Le tunnel

30 4 0
                                    

Levah s'enfonça dans le tunnel sous la muraille, suivant Rayak et sa torche qui les éclairait tous, sentant la respiration faible de Salvinah dans son dos. Ils y étaient! En une journée, ces hommes nomades avaient réussi à rassembler tous les éléments dont ils avaient besoin, après avoir copieusement mangé la viande des cerfs que la jeune femme avait réussi à abattre. En une journée, ils avaient réussi à rassembler assez d'armes pour équiper les vingt soldats qui leur restaient: deux arcs et une dizaine d'épées, ainsi que quelques haches et quelques dagues. Ils n'avaient pas trouvé les meilleures armes, ni les plus aiguisées, mais c'était largement suffisant pour ce qu'ils avaient l'intention de faire. Elle savait que ce n'était pas beaucoup, mais elle savait aussi que c'était mieux que rien...

En une journée, ils avaient réussi à entrer en contact avec les opposants aux hommes en noir à l'intérieur de la ville. Ceux-ci avaient répondu très rapidement à leur prise de contact et avaient accepté de leur venir en aide pour l'accomplissement de leur plan. Ils leur avaient alors appris qu'une grande partie des opposants avaient été arrêtés et emprisonnés par les hommes en noir, et qu'ils étaient certainement en train d'être torturés par ces derniers. À présent, il ne leur restait que peu d'hommes. Et, ils devaient faire attention à ne pas mettre en danger leur organisation naissante. Dans ces conditions, ils n'avaient pu mettre en place qu'une équipe d'une dizaine de personnes pur leur venir en aide et pour combattre à leur côtés contre les hommes en noir, durant cette trop longue soirée.

Rayak avait été furieux en apprenant cela, répétant plusieurs fois qu'ils ne pouvaient pas faire autre chose que quelque chose de mauvais avec de si maigres moyens et qu'ils pouvaient très bien se faire assassiner par les hommes en noir, les annihilateurs comme ils le disaient. Mais, Levah n'était pas vraiment d'accord avec tout cela: si les hommes en noir étaient vraiment une cinquantaine, comme le pensaient les nomades, et qu'ils étaient une trentaine de combattants, ils avaient largement les moyens de combattre et de vaincre ces monstres. Ils devaient juste se faire confiance et agir le plus rapidement possible. Le nombre n'était pas si important que cela quand on était sûr d'avoir une bonne stratégie et quand on avait toute la détermination qu'il fallait pour continuer d'avancer, coûte que coûte.

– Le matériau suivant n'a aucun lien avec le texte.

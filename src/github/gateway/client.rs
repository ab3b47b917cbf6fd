//! HTTP client construction helpers for the gateway implementation.

use http::Uri;
use octocrab::Octocrab;

use crate::github::error::InstallError;
use crate::github::locator::PersonalAccessToken;

use super::error_mapping::map_octocrab_error;

/// User agent sent with raw artifact downloads; GitHub rejects requests
/// without one.
const USER_AGENT: &str = concat!("tally-pr-install/", env!("CARGO_PKG_VERSION"));

/// Builds an Octocrab client for the given token and API base URL.
///
/// # Errors
///
/// Returns `InstallError::Configuration` when the base URI cannot be parsed or
/// `InstallError::Api` when Octocrab fails to construct a client.
pub(super) fn build_octocrab_client(
    token: &PersonalAccessToken,
    api_base: &str,
) -> Result<Octocrab, InstallError> {
    let base_uri: Uri = api_base
        .parse::<Uri>()
        .map_err(|error| InstallError::Configuration {
            message: format!("invalid API URL '{api_base}': {error}"),
        })?;

    Octocrab::builder()
        .personal_token(token.as_ref())
        .base_uri(base_uri)
        .map_err(|error| InstallError::Api {
            message: format!("build client failed: {error}"),
        })?
        .build()
        .map_err(|error| map_octocrab_error("build client", &error))
}

/// Builds the plain HTTP client used for artifact downloads.
///
/// Redirects are followed so that the signed blob-storage URL GitHub returns
/// for artifact archives is fetched transparently.
pub(super) fn build_download_client() -> Result<reqwest::Client, InstallError> {
    reqwest::Client::builder()
        .user_agent(USER_AGENT)
        .build()
        .map_err(|error| InstallError::Network {
            message: format!("build download client failed: {error}"),
        })
}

Tandis qu'ils s'avançaient rapidement dans le tunnel, dehors, la lumière du soleil devait commencer à décliner et à laisser place aux ombres de la nuit. Ils avaient prévu de se retrouver à l'auberge aux derniers instants du crépuscule afin de pouvoir attaquer les hommes en noir dès le début de l'obscurité. Le crépuscule était le moment de la journée où les hommes en noir étaient le plus vulnérables, à cause des prises de gardes, d'après ce qu'avait dit Avok. C'était à ce moment-là qu'ils pouvaient le plus facilement les surprendre et prendre rapidement le dessus sur eux. Leur but principal était de mener cette bataille le mieux possible, de le faire le plus rapidement possible aussi.

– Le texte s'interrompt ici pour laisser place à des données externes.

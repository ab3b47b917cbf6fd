//! Adds the install directory to the user's shell `PATH`.
//!
//! The profile is edited by appending a marked block. The edit is idempotent:
//! a profile that already contains the export line is left untouched.

use std::io::Write;

use camino::{Utf8Path, Utf8PathBuf};
use cap_std::ambient_authority;
use cap_std::fs_utf8::{Dir, OpenOptions};

use crate::github::InstallError;

/// Comment line written above the `PATH` export.
pub const PROFILE_MARKER: &str = "# Added by tally installer";

/// Outcome of [`ensure_on_path`].
#[derive(Debug, Clone, Copy, PartialEq, Eq)]
pub enum PathUpdate {
    /// The block was appended.
    Appended,
    /// The profile already exported the directory.
    AlreadyPresent,
}

/// The export line for `install_dir`.
#[must_use]
pub fn path_line(install_dir: &Utf8Path) -> String {
    format!("export PATH=\"{install_dir}:$PATH\"")
}

/// Picks the profile for the current process's `SHELL` and `HOME`.
///
/// # Errors
///
/// Returns [`InstallError::Configuration`] when `HOME` is unset.
pub fn default_profile_path() -> Result<Utf8PathBuf, InstallError> {
    let shell = std::env::var("SHELL").ok();
    let home = std::env::var("HOME").ok();
    profile_path(shell.as_deref(), home.as_deref())
}

/// Picks the profile file for a login shell.
///
/// zsh uses `~/.zshrc`, bash uses `~/.bashrc`, and anything else falls back
/// to `~/.profile`.
///
/// # Errors
///
/// Returns [`InstallError::Configuration`] when `home` is absent or empty.
pub fn profile_path(shell: Option<&str>, home: Option<&str>) -> Result<Utf8PathBuf, InstallError> {
    let home = home
        .filter(|value| !value.is_empty())
        .ok_or_else(|| InstallError::Configuration {
            message: "HOME is not set; cannot locate a shell profile".to_owned(),
        })?;

    let file_name = match shell.and_then(|value| Utf8Path::new(value).file_name()) {
        Some("zsh") => ".zshrc",
        Some("bash") => ".bashrc",
        _ => ".profile",
    };
    Ok(Utf8PathBuf::from(home).join(file_name))
}

/// Whether `install_dir` is already one of the `PATH` entries.
#[must_use]
pub fn is_on_path(path_var: Option<&str>, install_dir: &Utf8Path) -> bool {
    let wanted = install_dir.as_str().trim_end_matches('/');
    path_var.is_some_and(|value| {
        value
            .split(':')
            .any(|entry| entry.trim_end_matches('/') == wanted)
    })
}

/// Appends the `PATH` block for `install_dir` to `profile` unless the export
/// line is already present. Creates the profile if it does not exist.
///
/// # Errors
///
/// Returns [`InstallError::Io`] when the profile's directory cannot be opened
/// or the profile cannot be read or written.
pub fn ensure_on_path(
    profile: &Utf8Path,
    install_dir: &Utf8Path,
) -> Result<PathUpdate, InstallError> {
    let parent = profile
        .parent()
        .filter(|value| !value.as_str().is_empty())
        .unwrap_or_else(|| Utf8Path::new("."));
    let file_name = profile.file_name().ok_or_else(|| InstallError::Io {
        message: format!("invalid profile path '{profile}'"),
    })?;

    let dir = Dir::open_ambient_dir(parent, ambient_authority()).map_err(|error| {
        InstallError::Io {
            message: format!("failed to open profile directory '{parent}': {error}"),
        }
    })?;

    let existing = match dir.read_to_string(file_name) {
        Ok(content) => content,
        Err(error) if error.kind() == std::io::ErrorKind::NotFound => String::new(),
        Err(error) => {
            return Err(InstallError::Io {
                message: format!("failed to read profile '{profile}': {error}"),
            });
        }
    };

    let line = path_line(install_dir);
    if existing.contains(&line) {
        tracing::debug!("{profile} already exports {install_dir}");
        return Ok(PathUpdate::AlreadyPresent);
    }

    let mut block = String::new();
    if !existing.is_empty() && !existing.ends_with('\n') {
        block.push('\n');
    }
    block.push('\n');
    block.push_str(PROFILE_MARKER);
    block.push('\n');
    block.push_str(&line);
    block.push('\n');

    let mut file = dir
        .open_with(file_name, OpenOptions::new().create(true).append(true))
        .map_err(|error| InstallError::Io {
            message: format!("failed to open profile '{profile}': {error}"),
        })?;
    file.write_all(block.as_bytes())
        .map_err(|error| InstallError::Io {
            message: format!("failed to update profile '{profile}': {error}"),
        })?;

    tracing::info!("added {install_dir} to PATH in {profile}");
    Ok(PathUpdate::Appended)
}

#[cfg(test)]
mod tests {
    use rstest::rstest;
    use tempfile::TempDir;

    use super::*;

    type TestResult = Result<(), Box<dyn std::error::Error>>;

    fn sandbox() -> Result<(TempDir, Utf8PathBuf), Box<dyn std::error::Error>> {
        let temp_dir = TempDir::new()?;
        let base = Utf8PathBuf::from_path_buf(temp_dir.path().to_path_buf())
            .map_err(|_| "temp directory path must be UTF-8")?;
        Ok((temp_dir, base))
    }

    #[rstest]
    #[case::zsh(Some("/bin/zsh"), "/home/u/.zshrc")]
    #[case::bash(Some("/usr/local/bin/bash"), "/home/u/.bashrc")]
    #[case::fish(Some("/usr/bin/fish"), "/home/u/.profile")]
    #[case::unset(None, "/home/u/.profile")]
    fn chooses_profile_for_shell(#[case] shell: Option<&str>, #[case] expected: &str) -> TestResult {
        let path = profile_path(shell, Some("/home/u"))?;
        if path != Utf8PathBuf::from(expected) {
            return Err(format!("expected {expected}, got {path}").into());
        }
        Ok(())
    }

    #[test]
    fn missing_home_is_a_configuration_error() {
        assert!(matches!(
            profile_path(Some("/bin/bash"), None),
            Err(InstallError::Configuration { .. })
        ));
    }

    #[rstest]
    #[case::present(Some("/usr/bin:/home/u/.local/bin"), true)]
    #[case::trailing_slash(Some("/home/u/.local/bin/:/usr/bin"), true)]
    #[case::prefix_only(Some("/home/u/.local/bin2"), false)]
    #[case::unset(None, false)]
    fn detects_directory_on_path(#[case] path_var: Option<&str>, #[case] expected: bool) {
        assert_eq!(
            is_on_path(path_var, Utf8Path::new("/home/u/.local/bin")),
            expected
        );
    }

    #[test]
    fn appends_block_once_when_called_twice() -> TestResult {
        let (_temp_dir, base) = sandbox()?;
        let profile = base.join(".bashrc");
        std::fs::write(&profile, "alias ll='ls -l'")?;
        let install_dir = Utf8Path::new("/home/u/.local/bin");

        let first = ensure_on_path(&profile, install_dir)?;
        let second = ensure_on_path(&profile, install_dir)?;

        let content = std::fs::read_to_string(&profile)?;
        let expected = "alias ll='ls -l'\n\n# Added by tally installer\n\
                        export PATH=\"/home/u/.local/bin:$PATH\"\n";
        if first != PathUpdate::Appended || second != PathUpdate::AlreadyPresent {
            return Err(format!("unexpected outcomes {first:?}, {second:?}").into());
        }
        if content != expected {
            return Err(format!("expected {expected:?}, got {content:?}").into());
        }
        Ok(())
    }

    #[test]
    fn creates_missing_profile() -> TestResult {
        let (_temp_dir, base) = sandbox()?;
        let profile = base.join(".zshrc");

        ensure_on_path(&profile, Utf8Path::new("/opt/tally/bin"))?;

        let content = std::fs::read_to_string(&profile)?;
        if !content.contains(PROFILE_MARKER) || !content.contains("/opt/tally/bin:$PATH") {
            return Err(format!("block missing from {content:?}").into());
        }
        Ok(())
    }

    #[test]
    fn existing_export_is_left_alone() -> TestResult {
        let (_temp_dir, base) = sandbox()?;
        let profile = base.join(".profile");
        let original = "export PATH=\"/opt/tally/bin:$PATH\"\n";
        std::fs::write(&profile, original)?;

        let outcome = ensure_on_path(&profile, Utf8Path::new("/opt/tally/bin"))?;

        if outcome != PathUpdate::AlreadyPresent || std::fs::read_to_string(&profile)? != original {
            return Err("profile should be unchanged".into());
        }
        Ok(())
    }
}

Et, attaquer au début de la nuit était ce que voulait Levah. Elle ne savait pas pourquoi, mais elle était persuadée que c'était la meilleure chose à faire, comme une évidence qui résonnait en elle, dans son cœur et dans son esprit. Elle voulait faire les choses comme cela. Après-tout, sans elle, ces hommes n'auraient même pas pensé à se battre contre les hommes en noir. Alors, ils devaient apprendre à faire les choses à sa manière. Elle savait ce qu'elle devait faire. Elle savait comment elle devait combattre. Et, elle savait qu'elle avait le soutien total de Salvinah et que cette dernière avait décidé de ne suivre qu'elle. Alors, attaquer à cette heure de la nuit était la chose qu'elle devait faire de toute évidence.

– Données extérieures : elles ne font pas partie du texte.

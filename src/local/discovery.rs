//! Reading the GitHub origin of the checkout containing a directory.

use std::path::Path;

use git2::{ErrorCode, Repository};

use super::error::LocalDiscoveryError;
use super::remote::parse_github_remote;
use crate::github::RepositorySpec;

/// Remote consulted by the checkout heuristic.
pub const ORIGIN_REMOTE: &str = "origin";

/// Returns the repository that `origin` points at for the working tree
/// containing `start`.
///
/// Parent directories are searched the way `git` itself does. Bare
/// repositories have no working tree and count as no checkout.
///
/// # Errors
///
/// Returns [`LocalDiscoveryError::OutsideCheckout`] when no working tree is
/// found, [`LocalDiscoveryError::NoOrigin`] when `origin` is not configured,
/// and the errors of [`parse_github_remote`] for unusable URLs.
pub fn origin_repository(start: &Path) -> Result<RepositorySpec, LocalDiscoveryError> {
    let checkout = Repository::discover(start).map_err(|error| match error.code() {
        ErrorCode::NotFound => LocalDiscoveryError::OutsideCheckout,
        _ => error.into(),
    })?;
    if checkout.is_bare() {
        return Err(LocalDiscoveryError::OutsideCheckout);
    }

    let origin = checkout
        .find_remote(ORIGIN_REMOTE)
        .map_err(|error| match error.code() {
            ErrorCode::NotFound => LocalDiscoveryError::NoOrigin,
            _ => error.into(),
        })?;

    let url = origin
        .url()
        .ok_or_else(|| LocalDiscoveryError::UnrecognisedRemote {
            url: String::from_utf8_lossy(origin.url_bytes()).into_owned(),
        })?;
    parse_github_remote(url)
}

_Nous n'allons pas tarder à arriver à l'échelle menant à l'auberge, murmura Rayak en direction de la jeune femme. Tiens-toi prête à toutes les éventualités. Cet homme nous aide, mais ça ne veut pas dire que j'ai vraiment confiance en lui... Elle ne savait pas ce qu'elle devait penser de ce qu'il venait de dire. À quoi s'attendait-il de la part de l'aubergiste? S'attendait-il à ce qu'il s'attaque au groupe lui-même? Elle ne croyait pas que cet aubergiste soit assez stupide pour s'attaquer à un groupe formé de vingt soldats à lui tout seul. Elle ne croyait pas du tout à cette éventualité.

Par contre, il y avait le risque qu'un des personnes avec qui ils avaient préparé cette attaque les ait trahi et ait décidé de tout raconter de leur plan aux hommes en noir. Ils ne pouvaient pas l'exclure. Elle le savait. Elle l'avait déjà envisagé des dizaines de fois. Elle s'y était préparée. Elle ne connaissait aucune des personnes avec qui elle était contrainte de travailler. Forcément, elle n'avait aucune confiance en aucune de ces personnes. Elle, elle était prête à devoir se battre seule contre tous. Elle n'avait pas peur de cela. Elle était partie seule avec l'idée de rester seule. Elle n'avait pas besoin de faire confiance en qui que ce soit dans ce monde, ni aujourd'hui, ni pour le restant de ses jours.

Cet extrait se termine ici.